On Trusting Myself...
I have created a creative life. It has always been my dream to create a creative life and share it with others. After all, two is better than one...
I have always been deeply in love with drawing, painting and all forms of creativity. It has been my obsession for most of my life. Being creative makes me feel ALIVE. It is who I truly am. A free spirit with creativity flowing through my veins. It feels like breathing to me. In fact, my mother recognized this when as a child I began to receive awards for my visual artwork and my constant craftiness around the house. My love connected a relationship to all of the arts- music and dance and theater (imagine that?). She put me into the CAPA program (Creative and Performing Arts) and a comprehensive High School visual arts programs and finally a degree in Art Education. All of my early experiences gave me much needed confidence.I felt like I could take all of this good stuff inside me and change the WORLD.
I started out my career as a public school Art Teacher, first working in a middle schools then grade schools.
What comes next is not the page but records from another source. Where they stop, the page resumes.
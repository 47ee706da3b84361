//! Inbound issue-comment webhooks: payload parsing and domain types.

pub mod payload;
pub mod types;

pub use payload::parse_webhook;
pub use types::{Attachment, Comment, IssueEvent, UNASSIGNED, WebhookEvent, latest_attachment};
On the weekends I participated in art shows. I painted all the time. I painted pieces from my heart. You know, the soulful kind. I was full of ambition and drive. I dreamt about BIG stuff and ways to change the world through my art. I felt something bigger inside my heart.
Then I was blessed with two beautiful babies. At home raising my babies, I wanted to create a way to keep my need for art going. I started creating decorative pieces for the home...holiday, painted furniture, home decor. My art found new eyes and many sales. I feel deeply in love with creating pieces that made others happy. And what followed was big partnerships with large companies. Contracts were signed. My art became licensed — which put me in BIG showrooms in major gift markets and then in home decor stores & gift shops all over the world. I traveled the country doing artists signings. I created television and radio segments teaching others how to be creative in their everyday life. Strangers would stop my on the street, visit my home studio (some as far away as Australia), and ask for photos and autographs. I initiated a scholarship program for young artists. I invited young college interns into my world. My friends were encouraging and loving and supportive. My family was healthy. Life was good. I was feeling confident, happy and free.
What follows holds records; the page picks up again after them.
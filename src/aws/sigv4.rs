//! AWS Signature Version 4 request signing.

use chrono::{DateTime, Utc};
use hmac::{Hmac, Mac};
use sha2::{Digest, Sha256};

use crate::error::ServiceError;

type HmacSha256 = Hmac<Sha256>;

const ALGORITHM: &str = "AWS4-HMAC-SHA256";

/// Who is signing, for which service, and when.
#[derive(Debug, Clone)]
pub struct SigningParams<'a> {
    pub access_key_id: &'a str,
    pub secret_access_key: &'a str,
    pub session_token: Option<&'a str>,
    pub region: &'a str,
    pub service: &'a str,
    pub time: DateTime<Utc>,
}

/// The parts of an HTTP request that go into the signature.
#[derive(Debug, Clone)]
pub struct SignableRequest<'a> {
    pub method: &'a str,
    /// Host header value, including a non-default port.
    pub host: &'a str,
    /// Request path exactly as sent on the wire.
    pub path: &'a str,
    /// Canonical (sorted, encoded) query string; empty when there is none.
    pub canonical_query: &'a str,
    /// Additional headers to sign, e.g. `content-type`.
    pub headers: &'a [(&'a str, &'a str)],
    pub body: &'a [u8],
}

/// Headers to attach to a signed request.
#[derive(Debug, Clone, PartialEq, Eq)]
pub struct SignedHeaders {
    pub authorization: String,
    pub amz_date: String,
    pub security_token: Option<String>,
}

impl SignedHeaders {
    pub fn iter(&self) -> impl Iterator<Item = (&'static str, &str)> {
        [
            Some(("authorization", self.authorization.as_str())),
            Some(("x-amz-date", self.amz_date.as_str())),
            self.security_token
                .as_deref()
                .map(|t| ("x-amz-security-token", t)),
        ]
        .into_iter()
        .flatten()
    }
}

/// Percent-encode per RFC 3986, leaving only unreserved characters.
pub fn uri_encode(input: &str, encode_slash: bool) -> String {
    let mut out = String::with_capacity(input.len());
    for byte in input.bytes() {
        match byte {
            b'A'..=b'Z' | b'a'..=b'z' | b'0'..=b'9' | b'-' | b'_' | b'.' | b'~' => {
                out.push(byte as char)
            }
            b'/' if !encode_slash => out.push('/'),
            _ => out.push_str(&format!("%{byte:02X}")),
        }
    }
    out
}

/// Canonical URI for non-S3 services: every path segment encoded once more.
pub fn canonical_uri(path: &str) -> String {
    if path.is_empty() {
        return "/".to_string();
    }
    uri_encode(path, false)
}

/// Sorted, encoded query string built from decoded key/value pairs.
pub fn canonical_query<'a, I>(pairs: I) -> String
where
    I: IntoIterator<Item = (&'a str, &'a str)>,
{
    let mut encoded: Vec<(String, String)> = pairs
        .into_iter()
        .map(|(k, v)| (uri_encode(k, true), uri_encode(v, true)))
        .collect();
    encoded.sort();
    encoded
        .iter()
        .map(|(k, v)| format!("{k}={v}"))
        .collect::<Vec<_>>()
        .join("&")
}

fn hmac(key: &[u8], data: &[u8]) -> Result<Vec<u8>, ServiceError> {
    let mut mac = HmacSha256::new_from_slice(key).map_err(|e| ServiceError::Signing(e.to_string()))?;
    mac.update(data);
    Ok(mac.finalize().into_bytes().to_vec())
}

fn sha256_hex(data: &[u8]) -> String {
    hex::encode(Sha256::digest(data))
}

/// Derive the per-day, per-region, per-service signing key.
pub fn signing_key(
    secret_access_key: &str,
    date: &str,
    region: &str,
    service: &str,
) -> Result<Vec<u8>, ServiceError> {
    let k_date = hmac(format!("AWS4{secret_access_key}").as_bytes(), date.as_bytes())?;
    let k_region = hmac(&k_date, region.as_bytes())?;
    let k_service = hmac(&k_region, service.as_bytes())?;
    hmac(&k_service, b"aws4_request")
}

fn normalize_header_value(value: &str) -> String {
    value.split_whitespace().collect::<Vec<_>>().join(" ")
}

/// Build the canonical request and return it with the signed-header list.
pub fn canonical_request(
    request: &SignableRequest<'_>,
    amz_date: &str,
    session_token: Option<&str>,
) -> (String, String) {
    let mut headers: Vec<(String, String)> = request
        .headers
        .iter()
        .map(|(name, value)| (name.to_ascii_lowercase(), normalize_header_value(value)))
        .collect();
    headers.push(("host".to_string(), request.host.to_string()));
    headers.push(("x-amz-date".to_string(), amz_date.to_string()));
    if let Some(token) = session_token {
        headers.push(("x-amz-security-token".to_string(), token.to_string()));
    }
    headers.sort();

    let canonical_headers: String = headers
        .iter()
        .map(|(name, value)| format!("{name}:{value}\n"))
        .collect();
    let signed_headers = headers
        .iter()
        .map(|(name, _)| name.as_str())
        .collect::<Vec<_>>()
        .join(";");

    let canonical = format!(
        "{}\n{}\n{}\n{}\n{}\n{}",
        request.method,
        canonical_uri(request.path),
        request.canonical_query,
        canonical_headers,
        signed_headers,
        sha256_hex(request.body),
    );
    (canonical, signed_headers)
}

/// Sign `request`, returning the headers to add to it.
pub fn sign(
    request: &SignableRequest<'_>,
    params: &SigningParams<'_>,
) -> Result<SignedHeaders, ServiceError> {
    let amz_date = params.time.format("%Y%m%dT%H%M%SZ").to_string();
    let date = params.time.format("%Y%m%d").to_string();

    let (canonical, signed_headers) = canonical_request(request, &amz_date, params.session_token);
    let scope = format!("{date}/{}/{}/aws4_request", params.region, params.service);
    let string_to_sign = format!(
        "{ALGORITHM}\n{amz_date}\n{scope}\n{}",
        sha256_hex(canonical.as_bytes())
    );

    let key = signing_key(params.secret_access_key, &date, params.region, params.service)?;
    let signature = hex::encode(hmac(&key, string_to_sign.as_bytes())?);

    Ok(SignedHeaders {
        authorization: format!(
            "{ALGORITHM} Credential={}/{scope}, SignedHeaders={signed_headers}, Signature={signature}",
            params.access_key_id
        ),
        amz_date,
        security_token: params.session_token.map(str::to_string),
    })
}

#[cfg(test)]
mod tests {
    use chrono::TimeZone;

    use super::*;

    const EXAMPLE_SECRET: &str = "wJalrXUtnFEMI/K7MDENG+bPxRfiCYEXAMPLEKEY";

    #[test]
    fn signing_key_matches_published_example() {
        let key = signing_key(EXAMPLE_SECRET, "20120215", "us-east-1", "iam").unwrap();
        assert_eq!(
            hex::encode(key),
            "f4780e2d9f65fa895f9c67b32ce1baf0b0d8a43505a000a1a9e090d414db404d"
        );
    }

    fn list_users_request() -> SignableRequest<'static> {
        SignableRequest {
            method: "GET",
            host: "iam.amazonaws.com",
            path: "/",
            canonical_query: "Action=ListUsers&Version=2010-05-08",
            headers: &[(
                "Content-Type",
                "application/x-www-form-urlencoded; charset=utf-8",
            )],
            body: b"",
        }
    }

    #[test]
    fn canonical_request_layout() {
        let (canonical, signed) =
            canonical_request(&list_users_request(), "20150830T123600Z", None);
        assert_eq!(signed, "content-type;host;x-amz-date");
        assert_eq!(
            canonical,
            "GET\n/\nAction=ListUsers&Version=2010-05-08\n\
             content-type:application/x-www-form-urlencoded; charset=utf-8\n\
             host:iam.amazonaws.com\n\
             x-amz-date:20150830T123600Z\n\n\
             content-type;host;x-amz-date\n\
             e3b0c44298fc1c149afbf4c8996fb92427ae41e4649b934ca495991b7852b855"
        );
    }

    #[test]
    fn signature_matches_published_example() {
        let params = SigningParams {
            access_key_id: "AKIDEXAMPLE",
            secret_access_key: EXAMPLE_SECRET,
            session_token: None,
            region: "us-east-1",
            service: "iam",
            time: Utc.with_ymd_and_hms(2015, 8, 30, 12, 36, 0).unwrap(),
        };
        let signed = sign(&list_users_request(), &params).unwrap();
        assert_eq!(signed.amz_date, "20150830T123600Z");
        assert_eq!(
            signed.authorization,
            "AWS4-HMAC-SHA256 Credential=AKIDEXAMPLE/20150830/us-east-1/iam/aws4_request, \
             SignedHeaders=content-type;host;x-amz-date, \
             Signature=5d672d79c15b13162d9279b0855cfba6789a8edb4c82c400e06b5924a6f2b5d7"
        );
        assert!(signed.security_token.is_none());
    }

    #[test]
    fn session_token_is_signed_and_returned() {
        let params = SigningParams {
            access_key_id: "AKIDEXAMPLE",
            secret_access_key: EXAMPLE_SECRET,
            session_token: Some("token-123"),
            region: "ap-south-1",
            service: "sns",
            time: Utc.with_ymd_and_hms(2024, 1, 2, 3, 4, 5).unwrap(),
        };
        let signed = sign(&list_users_request(), &params).unwrap();
        assert!(signed
            .authorization
            .contains("SignedHeaders=content-type;host;x-amz-date;x-amz-security-token"));
        let names: Vec<_> = signed.iter().map(|(name, _)| name).collect();
        assert_eq!(names, vec!["authorization", "x-amz-date", "x-amz-security-token"]);
    }

    #[test]
    fn uri_encode_reserved_characters() {
        assert_eq!(uri_encode("a b:c/d~e", true), "a%20b%3Ac%2Fd~e");
        assert_eq!(uri_encode("a b/c", false), "a%20b/c");
    }

    #[test]
    fn canonical_uri_double_encodes_escapes() {
        assert_eq!(
            canonical_uri("/model/anthropic.claude-v2%3A1/invoke"),
            "/model/anthropic.claude-v2%253A1/invoke"
        );
        assert_eq!(canonical_uri(""), "/");
    }

    #[test]
    fn canonical_query_sorts_and_encodes() {
        assert_eq!(
            canonical_query([("b", "2"), ("a", "x y")]),
            "a=x%20y&b=2"
        );
    }
}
But somewhere along the road I stopped trusting myself. I woke up one day and I felt like my wing was broken. I crashed. I worried..."is this burn out"? I wondered, "where was that good ol'me?" I felt like I was stuggling to get through the day. And I couldn't figure out what was wrong. Seemingly everything was great, right? I realized that over a period of time that although things were great on the outside, I needed to confront the stuff I had been pushing off. The big FEARS in my life. The fear and decline of my Mother's health and watching her mind slip away, the betrayal of friends, the feelings of not being good enough, the struggles of everyday life and raising two daughters, the pressure of what's next-what's new in my career, the loneliness (of being so busy but lonely- how can that be?)
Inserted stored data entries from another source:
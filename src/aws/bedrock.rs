//! Amazon Bedrock runtime client for Titan text models.

use async_trait::async_trait;
use serde::{Deserialize, Serialize};

use super::client::{AwsClient, service_error};
use super::sigv4::uri_encode;
use crate::error::ServiceError;
use crate::paraphrase::{GenerationRequest, TextGenerator};

const SERVICE: &str = "bedrock";

#[derive(Serialize)]
#[serde(rename_all = "camelCase")]
struct TitanRequest<'a> {
    input_text: &'a str,
    text_generation_config: TitanConfig<'a>,
}

#[derive(Serialize)]
#[serde(rename_all = "camelCase")]
struct TitanConfig<'a> {
    max_token_count: u32,
    stop_sequences: &'a [String],
    temperature: f32,
    top_p: f32,
}

#[derive(Debug, Deserialize)]
#[serde(rename_all = "camelCase")]
struct TitanResult {
    #[serde(default)]
    output_text: String,
}

#[derive(Debug, Deserialize)]
struct TitanResponse {
    #[serde(default)]
    results: Vec<TitanResult>,
}

#[derive(Debug, Default, Deserialize)]
struct ErrorBody {
    #[serde(alias = "Message", default)]
    message: Option<String>,
}

/// [`TextGenerator`] backed by the Bedrock `InvokeModel` API.
pub struct BedrockClient {
    aws: AwsClient,
    endpoint: String,
}

impl BedrockClient {
    pub fn new(aws: AwsClient, endpoint: impl Into<String>) -> Self {
        Self {
            aws,
            endpoint: endpoint.into(),
        }
    }

    fn invoke_url(&self, model_id: &str) -> String {
        format!(
            "{}/model/{}/invoke",
            self.endpoint.trim_end_matches('/'),
            uri_encode(model_id, true)
        )
    }
}

#[async_trait]
impl TextGenerator for BedrockClient {
    async fn invoke(
        &self,
        model_id: &str,
        request: &GenerationRequest,
    ) -> Result<String, ServiceError> {
        let body = serde_json::to_vec(&TitanRequest {
            input_text: &request.prompt,
            text_generation_config: TitanConfig {
                max_token_count: request.max_tokens,
                stop_sequences: &request.stop_sequences,
                temperature: request.temperature,
                top_p: 1.0,
            },
        })
        .map_err(|e| ServiceError::RequestFailed {
            service: SERVICE.to_string(),
            reason: format!("Failed to encode request: {e}"),
        })?;

        let response = self
            .aws
            .post(
                SERVICE,
                &self.invoke_url(model_id),
                &[
                    ("content-type", "application/json"),
                    ("accept", "application/json"),
                ],
                body,
            )
            .await?;

        if !response.is_success() {
            let parsed: ErrorBody = serde_json::from_str(&response.body).unwrap_or_default();
            let message = parsed.message.unwrap_or(response.body);
            return Err(service_error(
                SERVICE,
                response.status,
                response.error_type.as_deref(),
                message,
            ));
        }

        let parsed: TitanResponse =
            serde_json::from_str(&response.body).map_err(|e| ServiceError::InvalidResponse {
                service: SERVICE.to_string(),
                reason: e.to_string(),
            })?;
        parsed
            .results
            .into_iter()
            .next()
            .map(|r| r.output_text)
            .ok_or_else(|| ServiceError::InvalidResponse {
                service: SERVICE.to_string(),
                reason: "response contained no results".to_string(),
            })
    }
}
Hummm? All the while I was busy living in a dream, I was not nurturing the healing that needed to take care of the difficult parts of myself. How could that be? I felt ashamed. After all, I was coined as "the girl who was always happy". But have I succeeded good enough to sustain the sad times?
I think suffering is a choice. I choose not to suffer. Instead I choose healing and growth. And my goodness, they seem so small compared to the weight I feel when I look into the eyes of my neighbor Karen's daughters (Karen passed away in December in a helicopter accident). But I understand pain too is a part of life. Creatively getting through it is my quest.
I believe my greatest asset is my spirit. So I have decided to take that spirit to guide me through this.
I am lucky to have made a really good friend along the way. The kind of friend I always wished for. (A "no- one- left- behind" kind of friend.)
I have also decided to use the material to inspire my art and creativity ...it will help navigate these waters. I am hopeful that my navigational journey will help my daughters too. These are some of the bigger issues in life, stuff that I want my daughters to know. I feel like there needs to be a guide "What I want my daughters to know". What we can do together is far greater than what we can do alone.
Let our faith be stronger than our feelings and let our optimism help us navigate through the pain. It helps to write it down..and see it again and again.
I am determined to take this broken wing and nurture it back to full swing.
Yes! I'm ready. NO FEAR.
I will trust myself, paint my way through it...and let go!